Trans Mebidang Proyek Mubazir
A
A
A
MEDAN - Realisasi angkutan massal di Sumatera Utara (Sumut) melalui Trans Mebidang (Medan-Binjai-Deliserdang) masih jauh panggang dari api. Program ini pun terancam jadi proyek mubazir.
Hingga kini, kesiapan ketiga pemerintah kabupaten/kota masih diragukan lantaran sejauh ini sarana yang dibutuhkan belum tersedia. Bahkan, Kepala Dinas Perhubungan Sumut, Anthoni Siahaan, belum dapat memastikan kapan Trans Mebidang bisa dioperasionalkan. Padahal, Trans Mebidang merupakan program yang harusnya dijalankan tahun ini.
“Harapannya tahun ini juga bisa dioperasionalkan. Menteri akan segera mengirimkan 28 bus lagi.” “Tapi saya belum tahu kapan pastinya. Sebenarnya kami targetkan tahun ini, tapi kita tidak tahu masalahnya apa di kementerian (Kementerian Perhubungan). Yang jelas, anggarannya diadakan tahun ini dan harus tahun ini dioperasionalkan. Kalau tahun depan akan jadi masalah,” ujarnya, kemarin.
Sementara itu, hingga kini ketiga pemerintah kabupaten/kota belum menyiapkan sarana yang dibutuhkan untuk Trans Mebidang. Kota Medan misalnya, belum ada tanda-tanda perbaikan atau pembangunan baru halte untuk Trans Mebidang.
Setiap kali disinggung dengan pembangunan halte, Kepala Dinas Perhubungan Kota Medan, Renward Parapat, selalu berdalih pembangunannya akan selesai akhir tahun ini. “Pokoknya akhir tahun sudah selesai,” ujarnya singkat. Berdasarkan pantauan KORAN SINDO MEDAN, hingga kini memang belum ada tanda-tanda perbaikan atau pembangunan halte sebagai sarana yang dibutuhkan Trans Mebidang.

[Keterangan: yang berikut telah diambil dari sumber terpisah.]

//! Catalog Server
//!
//! A REST JSON API for a small library catalog: books, authors, genres,
//! physical copies, loans and renewals.

use std::sync::Arc;

pub mod api;
pub mod config;
pub mod error;
pub mod models;
pub mod repository;
pub mod services;

pub use config::AppConfig;
pub use error::{AppError, AppResult};

/// Application state shared across all handlers
#[derive(Clone)]
pub struct AppState {
    pub config: Arc<AppConfig>,
    pub services: Arc<services::Services>,
}
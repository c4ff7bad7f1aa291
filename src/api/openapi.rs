//! OpenAPI documentation

use axum::Router;
use utoipa::OpenApi;
use utoipa_swagger_ui::SwaggerUi;

use crate::api::{authors, books, dashboard, genres, health, loans, renewal};

#[derive(OpenApi)]
#[openapi(
    info(
        title = "Catalog API",
        version = "0.1.0",
        description = "Library catalog: books, authors, copies and loans"
    ),
    servers(
        (url = "/api/v1", description = "API v1")
    ),
    paths(
        // Health
        health::health_check,
        health::readiness_check,
        // Dashboard
        dashboard::get_dashboard,
        // Books
        books::list_books,
        books::get_book,
        books::new_book_form,
        books::create_book,
        books::edit_book_form,
        books::update_book,
        books::confirm_delete_book,
        books::delete_book,
        // Authors
        authors::list_authors,
        authors::get_author,
        authors::new_author_form,
        authors::create_author,
        authors::edit_author_form,
        authors::update_author,
        authors::confirm_delete_author,
        authors::delete_author,
        // Genres
        genres::list_genres,
        // Loans
        loans::list_my_loans,
        loans::list_all_loans,
        renewal::renewal_form,
        renewal::renew_instance,
    ),
    components(
        schemas(
            // Catalog
            crate::models::author::Author,
            crate::models::author::AuthorDetails,
            crate::models::author::AuthorForm,
            crate::models::book::Book,
            crate::models::book::BookShort,
            crate::models::book::BookDetails,
            crate::models::book::BookForm,
            crate::models::genre::Genre,
            crate::models::DeleteConfirmation,
            // Copies and loans
            crate::models::instance::LoanStatus,
            crate::models::instance::BookInstance,
            crate::models::instance::LoanedInstance,
            crate::models::instance::RenewalForm,
            crate::models::instance::RenewalFormView,
            // Pages
            crate::models::pagination::BookPage,
            crate::models::pagination::AuthorPage,
            crate::models::pagination::LoanPage,
            // Dashboard
            crate::services::dashboard::DashboardCounts,
            // Health
            health::HealthResponse,
            // Errors
            crate::error::ErrorResponse,
        )
    ),
    tags(
        (name = "health", description = "Health check endpoints"),
        (name = "dashboard", description = "Catalog counters"),
        (name = "books", description = "Book management"),
        (name = "authors", description = "Author management"),
        (name = "genres", description = "Genres"),
        (name = "loans", description = "Loans and renewals")
    )
)]
pub struct ApiDoc;

/// Create the OpenAPI documentation router
pub fn create_openapi_router() -> Router {
    Router::new()
        .merge(SwaggerUi::new("/swagger-ui").url("/api-docs/openapi.json", ApiDoc::openapi()))
}
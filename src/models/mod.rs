//! Data models for the catalog

pub mod author;
pub mod book;
pub mod genre;
pub mod instance;
pub mod pagination;
pub mod user;

use serde::Serialize;
use utoipa::ToSchema;

// Re-export commonly used types
pub use author::{Author, AuthorDetails, AuthorForm};
pub use book::{Book, BookDetails, BookForm, BookShort};
pub use genre::Genre;
pub use instance::{BookInstance, LoanStatus, LoanedInstance, RenewalForm, RenewalFormView};
pub use pagination::{PageQuery, PageWindow, Paginated};
pub use user::{Permission, UserClaims};

/// What a delete confirmation page shows before the record is removed
#[derive(Debug, Clone, Serialize, ToSchema)]
pub struct DeleteConfirmation {
    pub id: i32,
    pub label: String,
    /// Records that would block the deletion
    pub dependents: i64,
}
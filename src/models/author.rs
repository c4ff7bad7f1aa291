//! Author model and related types

use chrono::NaiveDate;
use serde::{Deserialize, Serialize};
use sqlx::FromRow;
use utoipa::ToSchema;
use validator::Validate;

use super::book::BookShort;

/// Full author model from database
#[derive(Debug, Clone, Serialize, Deserialize, FromRow, ToSchema)]
pub struct Author {
    pub id: i32,
    pub first_name: String,
    pub last_name: String,
    pub date_of_birth: Option<NaiveDate>,
    pub date_of_death: Option<NaiveDate>,
}

impl Author {
    /// "Last name, First name", as authors are listed
    pub fn display_name(&self) -> String {
        format!("{}, {}", self.last_name, self.first_name)
    }
}

/// Author with the books they wrote
#[derive(Debug, Clone, Serialize, ToSchema)]
pub struct AuthorDetails {
    pub author: Author,
    pub books: Vec<BookShort>,
}

/// Create / update author form
#[derive(Debug, Clone, Default, Serialize, Deserialize, Validate, ToSchema)]
pub struct AuthorForm {
    #[validate(length(min = 1, max = 100, message = "First name must be 1-100 characters"))]
    pub first_name: String,
    #[validate(length(min = 1, max = 100, message = "Last name must be 1-100 characters"))]
    pub last_name: String,
    pub date_of_birth: Option<NaiveDate>,
    pub date_of_death: Option<NaiveDate>,
}

impl From<&Author> for AuthorForm {
    fn from(author: &Author) -> Self {
        Self {
            first_name: author.first_name.clone(),
            last_name: author.last_name.clone(),
            date_of_birth: author.date_of_birth,
            date_of_death: author.date_of_death,
        }
    }
}

#[cfg(test)]
mod tests {
    use super::*;

    #[test]
    fn blank_form_is_rejected() {
        let errors = AuthorForm::default().validate().unwrap_err();
        let fields = errors.field_errors();
        assert!(fields.contains_key("first_name"));
        assert!(fields.contains_key("last_name"));
    }

    #[test]
    fn display_name_is_last_first() {
        let author = Author {
            id: 1,
            first_name: "John".to_string(),
            last_name: "Steinbeck".to_string(),
            date_of_birth: NaiveDate::from_ymd_opt(1902, 2, 27),
            date_of_death: NaiveDate::from_ymd_opt(1968, 12, 20),
        };
        assert_eq!(author.display_name(), "Steinbeck, John");
        assert_eq!(AuthorForm::from(&author).last_name, "Steinbeck");
    }
}
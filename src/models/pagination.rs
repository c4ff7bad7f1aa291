//! Page-number pagination shared by list endpoints

use serde::{Deserialize, Serialize};
use utoipa::{IntoParams, ToSchema};

use super::{author::Author, book::BookShort, instance::LoanedInstance};
use crate::error::{AppError, AppResult};

pub const BOOKS_PER_PAGE: i64 = 10;
pub const AUTHORS_PER_PAGE: i64 = 5;
pub const LOANS_PER_PAGE: i64 = 10;

/// `?page=` query parameter
#[derive(Debug, Default, Deserialize, IntoParams, ToSchema)]
#[into_params(parameter_in = Query)]
pub struct PageQuery {
    /// Page number, starting at 1 (default: 1)
    pub page: Option<i64>,
}

/// Paginated response wrapper
#[derive(Debug, Serialize, ToSchema)]
#[aliases(
    BookPage = Paginated<BookShort>,
    AuthorPage = Paginated<Author>,
    LoanPage = Paginated<LoanedInstance>
)]
pub struct Paginated<T> {
    pub items: Vec<T>,
    /// Total number of records across all pages
    pub total: i64,
    pub page: i64,
    pub per_page: i64,
    pub num_pages: i64,
}

/// Slice of a result set selected by a page number
#[derive(Debug, Clone, Copy, PartialEq, Eq)]
pub struct PageWindow {
    pub page: i64,
    pub per_page: i64,
    pub num_pages: i64,
    pub offset: i64,
}

impl PageWindow {
    /// Resolve a requested page against the total row count.
    ///
    /// An empty result still has one (empty) page. Pages below 1 or past the
    /// last page do not exist.
    pub fn resolve(page: Option<i64>, per_page: i64, total: i64) -> AppResult<Self> {
        let page = page.unwrap_or(1);
        let num_pages = ((total + per_page - 1) / per_page).max(1);

        if page < 1 {
            return Err(AppError::NotFound("That page number is less than 1".to_string()));
        }
        if page > num_pages {
            return Err(AppError::NotFound("That page contains no results".to_string()));
        }

        Ok(Self {
            page,
            per_page,
            num_pages,
            offset: (page - 1) * per_page,
        })
    }

    pub fn wrap<T>(self, items: Vec<T>, total: i64) -> Paginated<T> {
        Paginated {
            items,
            total,
            page: self.page,
            per_page: self.per_page,
            num_pages: self.num_pages,
        }
    }
}

#[cfg(test)]
mod tests {
    use super::*;

    #[test]
    fn empty_list_has_one_page() {
        let window = PageWindow::resolve(None, 10, 0).unwrap();
        assert_eq!(window.page, 1);
        assert_eq!(window.num_pages, 1);
        assert_eq!(window.offset, 0);
        assert!(PageWindow::resolve(Some(2), 10, 0).is_err());
    }

    #[test]
    fn last_partial_page_is_reachable() {
        let window = PageWindow::resolve(Some(3), 5, 11).unwrap();
        assert_eq!(window.num_pages, 3);
        assert_eq!(window.offset, 10);
        assert!(PageWindow::resolve(Some(4), 5, 11).is_err());
    }

    #[test]
    fn exact_multiple_does_not_add_a_page() {
        let window = PageWindow::resolve(Some(2), 10, 20).unwrap();
        assert_eq!(window.num_pages, 2);
        assert!(PageWindow::resolve(Some(3), 10, 20).is_err());
    }

    #[test]
    fn page_zero_is_not_found() {
        assert!(matches!(
            PageWindow::resolve(Some(0), 10, 50),
            Err(AppError::NotFound(_))
        ));
    }
}
//! Home page counters

use axum::{extract::State, Json};
use axum_extra::extract::cookie::{Cookie, CookieJar, SameSite};
use uuid::Uuid;

use crate::{error::AppResult, services::dashboard::DashboardCounts, AppState};

/// Catalog counters plus the number of earlier visits in this session
///
/// A session cookie is issued when the request carries none.
#[utoipa::path(
    get,
    path = "/dashboard",
    tag = "dashboard",
    responses(
        (status = 200, description = "Catalog counters", body = DashboardCounts),
        (status = 500, description = "Store or session backend failure", body = crate::error::ErrorResponse)
    )
)]
pub async fn get_dashboard(
    State(state): State<AppState>,
    jar: CookieJar,
) -> AppResult<(CookieJar, Json<DashboardCounts>)> {
    let cookie_name = state.config.session.cookie_name.clone();

    let existing = jar.get(&cookie_name).map(|c| c.value().to_string());

    let (jar, session_id) = match existing {
        Some(id) => (jar, id),
        None => {
            let id = Uuid::new_v4().to_string();
            let cookie = Cookie::build((cookie_name, id.clone()))
                .path("/")
                .http_only(true)
                .same_site(SameSite::Lax);
            (jar.add(cookie), id)
        }
    };

    let counts = state.services.dashboard.compute_counts(&session_id).await?;
    Ok((jar, Json(counts)))
}
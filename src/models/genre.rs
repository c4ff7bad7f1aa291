//! Genre model

use serde::{Deserialize, Serialize};
use sqlx::FromRow;
use utoipa::ToSchema;

#[derive(Debug, Clone, Serialize, Deserialize, FromRow, ToSchema)]
pub struct Genre {
    pub id: i32,
    pub name: String,
}
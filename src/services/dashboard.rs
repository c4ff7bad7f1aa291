//! Dashboard counters

use std::sync::Arc;

use serde::Serialize;
use utoipa::ToSchema;

use super::sessions::SessionStore;
use crate::{error::AppResult, models::instance::LoanStatus, repository::Repository};

/// Counts shown on the catalog home page
#[derive(Debug, Clone, Serialize, ToSchema)]
pub struct DashboardCounts {
    pub book_count: i64,
    pub instance_count: i64,
    pub available_instance_count: i64,
    pub author_count: i64,
    pub genre_count: i64,
    /// Word searched for in book titles
    pub title_word: String,
    /// Books whose title contains `title_word` (case-sensitive)
    pub titles_containing_word: i64,
    /// Visits to the dashboard earlier in this session
    pub visit_count: i64,
}

#[derive(Clone)]
pub struct DashboardService {
    repository: Repository,
    sessions: Arc<dyn SessionStore>,
    title_word: String,
}

impl DashboardService {
    pub fn new(repository: Repository, sessions: Arc<dyn SessionStore>, title_word: String) -> Self {
        Self {
            repository,
            sessions,
            title_word,
        }
    }

    /// Read every counter from the store and record this visit for the session
    pub async fn compute_counts(&self, session_id: &str) -> AppResult<DashboardCounts> {
        let book_count = self.repository.books.count().await?;
        let instance_count = self.repository.instances.count().await?;
        let available_instance_count = self
            .repository
            .instances
            .count_by_status(LoanStatus::Available)
            .await?;
        let author_count = self.repository.authors.count().await?;
        let genre_count = self.repository.genres.count().await?;
        let titles_containing_word = self
            .repository
            .books
            .count_title_containing(&self.title_word)
            .await?;

        let visit_count = self.sessions.record_visit(session_id).await?;

        tracing::debug!(session_id, visit_count, "Dashboard visit recorded");

        Ok(DashboardCounts {
            book_count,
            instance_count,
            available_instance_count,
            author_count,
            genre_count,
            title_word: self.title_word.clone(),
            titles_containing_word,
            visit_count,
        })
    }
}
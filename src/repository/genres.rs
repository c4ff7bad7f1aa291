//! Genres repository

use async_trait::async_trait;
use sqlx::{Pool, Postgres};

use crate::{error::AppResult, models::genre::Genre};

#[async_trait]
pub trait GenresRepository: Send + Sync {
    async fn count(&self) -> AppResult<i64>;

    async fn list(&self) -> AppResult<Vec<Genre>>;

    /// Fetch the genres with the given ids; unknown ids are simply absent
    async fn get_many(&self, ids: &[i32]) -> AppResult<Vec<Genre>>;
}

#[derive(Clone)]
pub struct PgGenresRepository {
    pool: Pool<Postgres>,
}

impl PgGenresRepository {
    pub fn new(pool: Pool<Postgres>) -> Self {
        Self { pool }
    }
}

#[async_trait]
impl GenresRepository for PgGenresRepository {
    async fn count(&self) -> AppResult<i64> {
        let count: i64 = sqlx::query_scalar("SELECT COUNT(*) FROM genres")
            .fetch_one(&self.pool)
            .await?;
        Ok(count)
    }

    async fn list(&self) -> AppResult<Vec<Genre>> {
        let rows = sqlx::query_as::<_, Genre>("SELECT * FROM genres ORDER BY name COLLATE \"C\"")
            .fetch_all(&self.pool)
            .await?;
        Ok(rows)
    }

    async fn get_many(&self, ids: &[i32]) -> AppResult<Vec<Genre>> {
        let rows = sqlx::query_as::<_, Genre>("SELECT * FROM genres WHERE id = ANY($1) ORDER BY name COLLATE \"C\"")
            .bind(ids)
            .fetch_all(&self.pool)
            .await?;
        Ok(rows)
    }
}
//! Author endpoints

use axum::{
    extract::{Path, Query, State},
    http::StatusCode,
    Json,
};
use axum_extra::extract::WithRejection;

use crate::{
    error::AppResult,
    models::{
        author::{Author, AuthorDetails, AuthorForm},
        pagination::{AuthorPage, PageQuery},
        user::Permission,
        DeleteConfirmation,
    },
    AppState,
};

use super::{AuthenticatedUser, FormBody, IdPath};

/// List authors by name, five per page
#[utoipa::path(
    get,
    path = "/authors",
    tag = "authors",
    params(PageQuery),
    responses(
        (status = 200, description = "Page of authors", body = AuthorPage),
        (status = 404, description = "Page out of range")
    )
)]
pub async fn list_authors(
    State(state): State<AppState>,
    Query(query): Query<PageQuery>,
) -> AppResult<Json<AuthorPage>> {
    let page = state.services.catalog.list_authors(query.page).await?;
    Ok(Json(page))
}

/// Get author with their books
#[utoipa::path(
    get,
    path = "/authors/{id}",
    tag = "authors",
    params(
        ("id" = i32, Path, description = "Author ID")
    ),
    responses(
        (status = 200, description = "Author details", body = AuthorDetails),
        (status = 404, description = "Author not found")
    )
)]
pub async fn get_author(
    State(state): State<AppState>,
    WithRejection(Path(id), _): IdPath<i32>,
) -> AppResult<Json<AuthorDetails>> {
    let author = state.services.catalog.get_author(id).await?;
    Ok(Json(author))
}

#[utoipa::path(
    get,
    path = "/authors/new",
    tag = "authors",
    security(("bearer_auth" = [])),
    responses(
        (status = 200, description = "Empty form", body = AuthorForm),
        (status = 403, description = "Missing add_author permission")
    )
)]
pub async fn new_author_form(AuthenticatedUser(claims): AuthenticatedUser) -> AppResult<Json<AuthorForm>> {
    claims.require(Permission::AddAuthor)?;
    Ok(Json(AuthorForm::default()))
}

#[utoipa::path(
    post,
    path = "/authors",
    tag = "authors",
    security(("bearer_auth" = [])),
    request_body = AuthorForm,
    responses(
        (status = 201, description = "Author created", body = Author),
        (status = 400, description = "Invalid input", body = crate::error::ErrorResponse)
    )
)]
pub async fn create_author(
    State(state): State<AppState>,
    AuthenticatedUser(claims): AuthenticatedUser,
    FormBody(form): FormBody<AuthorForm>,
) -> AppResult<(StatusCode, Json<Author>)> {
    claims.require(Permission::AddAuthor)?;

    let created = state.services.catalog.create_author(form).await?;
    Ok((StatusCode::CREATED, Json(created)))
}

#[utoipa::path(
    get,
    path = "/authors/{id}/edit",
    tag = "authors",
    security(("bearer_auth" = [])),
    params(
        ("id" = i32, Path, description = "Author ID")
    ),
    responses(
        (status = 200, description = "Pre-filled form", body = AuthorForm),
        (status = 404, description = "Author not found")
    )
)]
pub async fn edit_author_form(
    State(state): State<AppState>,
    AuthenticatedUser(claims): AuthenticatedUser,
    WithRejection(Path(id), _): IdPath<i32>,
) -> AppResult<Json<AuthorForm>> {
    claims.require(Permission::ChangeAuthor)?;

    let form = state.services.catalog.author_form(id).await?;
    Ok(Json(form))
}

#[utoipa::path(
    put,
    path = "/authors/{id}",
    tag = "authors",
    security(("bearer_auth" = [])),
    params(
        ("id" = i32, Path, description = "Author ID")
    ),
    request_body = AuthorForm,
    responses(
        (status = 200, description = "Author updated", body = Author),
        (status = 400, description = "Invalid input", body = crate::error::ErrorResponse),
        (status = 404, description = "Author not found")
    )
)]
pub async fn update_author(
    State(state): State<AppState>,
    AuthenticatedUser(claims): AuthenticatedUser,
    WithRejection(Path(id), _): IdPath<i32>,
    FormBody(form): FormBody<AuthorForm>,
) -> AppResult<Json<Author>> {
    claims.require(Permission::ChangeAuthor)?;

    let updated = state.services.catalog.update_author(id, form).await?;
    Ok(Json(updated))
}

/// What deleting this author would involve
#[utoipa::path(
    get,
    path = "/authors/{id}/delete",
    tag = "authors",
    security(("bearer_auth" = [])),
    params(
        ("id" = i32, Path, description = "Author ID")
    ),
    responses(
        (status = 200, description = "Author label and books blocking deletion", body = DeleteConfirmation),
        (status = 404, description = "Author not found")
    )
)]
pub async fn confirm_delete_author(
    State(state): State<AppState>,
    AuthenticatedUser(claims): AuthenticatedUser,
    WithRejection(Path(id), _): IdPath<i32>,
) -> AppResult<Json<DeleteConfirmation>> {
    claims.require(Permission::DeleteAuthor)?;

    let confirmation = state.services.catalog.author_delete_confirmation(id).await?;
    Ok(Json(confirmation))
}

/// Delete an author
#[utoipa::path(
    delete,
    path = "/authors/{id}",
    tag = "authors",
    security(("bearer_auth" = [])),
    params(
        ("id" = i32, Path, description = "Author ID")
    ),
    responses(
        (status = 204, description = "Author deleted"),
        (status = 404, description = "Author not found"),
        (status = 409, description = "Books still reference the author", body = crate::error::ErrorResponse)
    )
)]
pub async fn delete_author(
    State(state): State<AppState>,
    AuthenticatedUser(claims): AuthenticatedUser,
    WithRejection(Path(id), _): IdPath<i32>,
) -> AppResult<StatusCode> {
    claims.require(Permission::DeleteAuthor)?;

    state.services.catalog.delete_author(id).await?;
    Ok(StatusCode::NO_CONTENT)
}
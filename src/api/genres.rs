//! Genre endpoints

use axum::{extract::State, Json};

use crate::{error::AppResult, models::genre::Genre, AppState};

/// List all genres by name
#[utoipa::path(
    get,
    path = "/genres",
    tag = "genres",
    responses(
        (status = 200, description = "All genres", body = Vec<Genre>)
    )
)]
pub async fn list_genres(State(state): State<AppState>) -> AppResult<Json<Vec<Genre>>> {
    let genres = state.services.catalog.list_genres().await?;
    Ok(Json(genres))
}
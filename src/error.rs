//! Error types for the catalog server

use std::borrow::Cow;

use axum::{
    extract::rejection::PathRejection,
    http::StatusCode,
    response::{IntoResponse, Response},
    Json,
};
use serde::Serialize;
use thiserror::Error;
use validator::{ValidationError, ValidationErrors};

/// Machine-readable error codes returned alongside every error response
#[derive(Debug, Clone, Copy, PartialEq, Eq)]
#[repr(u32)]
pub enum ErrorCode {
    NotAuthenticated = 2,
    PermissionDenied = 3,
    DbFailure = 4,
    NotFound = 5,
    BadValue = 6,
    Duplicate = 7,
    ReferentialDelete = 8,
    SessionFailure = 9,
}

/// Main application error type
#[derive(Error, Debug)]
pub enum AppError {
    #[error("Authentication failed: {0}")]
    Authentication(String),

    #[error("Permission denied: {0}")]
    Authorization(String),

    #[error("Not found: {0}")]
    NotFound(String),

    #[error("Validation error: {0}")]
    Validation(String),

    /// Field-level validation errors, reported back per form field
    #[error("Invalid fields: {0}")]
    InvalidFields(#[from] ValidationErrors),

    #[error("Database error: {0}")]
    Database(#[from] sqlx::Error),

    #[error("Conflict: {0}")]
    Conflict(String),

    /// Deletion blocked because other records still reference this one
    #[error("Cannot delete {resource} {id}: {dependents} dependent record(s) still reference it")]
    ReferentialDelete {
        resource: &'static str,
        id: i32,
        dependents: i64,
    },

    #[error("Session store error: {0}")]
    Session(String),
}

impl AppError {
    /// Build a single field error, e.g. an unknown author reference in a book form
    pub fn field(field: &'static str, code: &'static str, message: impl Into<Cow<'static, str>>) -> Self {
        let mut error = ValidationError::new(code);
        error.message = Some(message.into());

        let mut errors = ValidationErrors::new();
        errors.add(field, error);
        AppError::InvalidFields(errors)
    }

    pub fn status(&self) -> StatusCode {
        match self {
            AppError::Authentication(_) => StatusCode::UNAUTHORIZED,
            AppError::Authorization(_) => StatusCode::FORBIDDEN,
            AppError::NotFound(_) => StatusCode::NOT_FOUND,
            AppError::Validation(_) | AppError::InvalidFields(_) => StatusCode::BAD_REQUEST,
            AppError::Conflict(_) | AppError::ReferentialDelete { .. } => StatusCode::CONFLICT,
            AppError::Database(_) | AppError::Session(_) => StatusCode::INTERNAL_SERVER_ERROR,
        }
    }
}

/// Error response body
#[serde_with::skip_serializing_none]
#[derive(Serialize, utoipa::ToSchema)]
pub struct ErrorResponse {
    pub code: u32,
    pub error: String,
    pub message: String,
    /// Per-field validation messages, keyed by form field name
    #[schema(value_type = Option<Object>)]
    pub fields: Option<serde_json::Value>,
    /// Where the client should go to retry a blocked deletion
    pub retry: Option<String>,
}

impl IntoResponse for AppError {
    fn into_response(self) -> Response {
        let status = self.status();
        let mut fields = None;
        let mut retry = None;

        let (code, message) = match &self {
            AppError::Authentication(msg) => (ErrorCode::NotAuthenticated, msg.clone()),
            AppError::Authorization(msg) => (ErrorCode::PermissionDenied, msg.clone()),
            AppError::NotFound(msg) => (ErrorCode::NotFound, msg.clone()),
            AppError::Validation(msg) => (ErrorCode::BadValue, msg.clone()),
            AppError::InvalidFields(errors) => {
                fields = serde_json::to_value(errors).ok();
                (ErrorCode::BadValue, "Invalid form data".to_string())
            }
            AppError::Database(e) => {
                tracing::error!("Database error: {:?}", e);
                (ErrorCode::DbFailure, "Database error".to_string())
            }
            AppError::Conflict(msg) => (ErrorCode::Duplicate, msg.clone()),
            AppError::ReferentialDelete { resource, id, .. } => {
                retry = Some(format!("/api/v1/{}s/{}/delete", resource, id));
                (ErrorCode::ReferentialDelete, self.to_string())
            }
            AppError::Session(msg) => {
                tracing::error!("Session store error: {}", msg);
                (ErrorCode::SessionFailure, "Session store error".to_string())
            }
        };

        let body = Json(ErrorResponse {
            code: code as u32,
            error: format!("{:?}", code),
            message,
            fields,
            retry,
        });

        (status, body).into_response()
    }
}

/// An id in the URL that cannot be parsed names no record
impl From<PathRejection> for AppError {
    fn from(rejection: PathRejection) -> Self {
        AppError::NotFound(rejection.body_text())
    }
}

/// Result type alias for application operations
pub type AppResult<T> = Result<T, AppError>;

/// Whether a sqlx error is a foreign key violation (dependent rows still exist)
pub(crate) fn is_foreign_key_violation(e: &sqlx::Error) -> bool {
    matches!(e, sqlx::Error::Database(db) if db.code().as_deref() == Some("23503"))
}

/// Map a sqlx error raised while writing a row, turning unique violations into conflicts
pub(crate) fn map_write_error(e: sqlx::Error, what: &str) -> AppError {
    if let sqlx::Error::Database(db) = &e {
        if db.code().as_deref() == Some("23505") {
            return AppError::Conflict(format!("{} already exists", what));
        }
    }
    AppError::Database(e)
}

#[cfg(test)]
mod tests {
    use super::*;

    #[test]
    fn status_codes_follow_error_kind() {
        assert_eq!(
            AppError::Authentication("no token".into()).status(),
            StatusCode::UNAUTHORIZED
        );
        assert_eq!(
            AppError::Authorization("nope".into()).status(),
            StatusCode::FORBIDDEN
        );
        assert_eq!(AppError::NotFound("x".into()).status(), StatusCode::NOT_FOUND);
        assert_eq!(
            AppError::field("renewal_date", "past_date", "in the past").status(),
            StatusCode::BAD_REQUEST
        );
        assert_eq!(
            AppError::ReferentialDelete { resource: "author", id: 3, dependents: 2 }.status(),
            StatusCode::CONFLICT
        );
    }

    #[test]
    fn field_error_is_keyed_by_field() {
        let AppError::InvalidFields(errors) = AppError::field("author_id", "unknown", "No such author")
        else {
            panic!("expected field errors");
        };
        let value = serde_json::to_value(&errors).unwrap();
        assert_eq!(value["author_id"][0]["code"], "unknown");
        assert_eq!(value["author_id"][0]["message"], "No such author");
    }

    #[test]
    fn blocked_delete_points_to_confirmation() {
        let response = AppError::ReferentialDelete { resource: "book", id: 7, dependents: 1 }.into_response();
        assert_eq!(response.status(), StatusCode::CONFLICT);
    }
}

Sementara itu, Direktur Lembaga Advokasi Perlindungan Konsumen (LAPK), Farid Wajdi, mengatakan, sebenarnya angkutan massal merupakan salah satu solusi atas dampak harga bahan bakar minyak (BBM) yang baru saja dinaikkan Presiden Joko Widodo. Artinya, pengurangan subsidi BBM sangat tepat dijadikan momentum bagi pemerintah untuk pengadaan transportasi publik yang murah dan mudah diakses masyarakat.
“Berdasarkan informasi yang saya terima, saat ini ketersediaan bus DAMRI yang bisa langsung membawa penumpang dari Binjai ke Medan hanya tiga armada, dan Medan ke Lubukpakam hanya delapan armada. Saya menerima informasi juga penumpang banyak berdiri. Artinya, angkutan publik seperti DAMRI ini sangat dibutuhkan dan harusnya kenaikan harga BBM dijadikan momentum untuk menambah angkutan publik. Trans Mebidang ini tepat sekali,” tuturnya.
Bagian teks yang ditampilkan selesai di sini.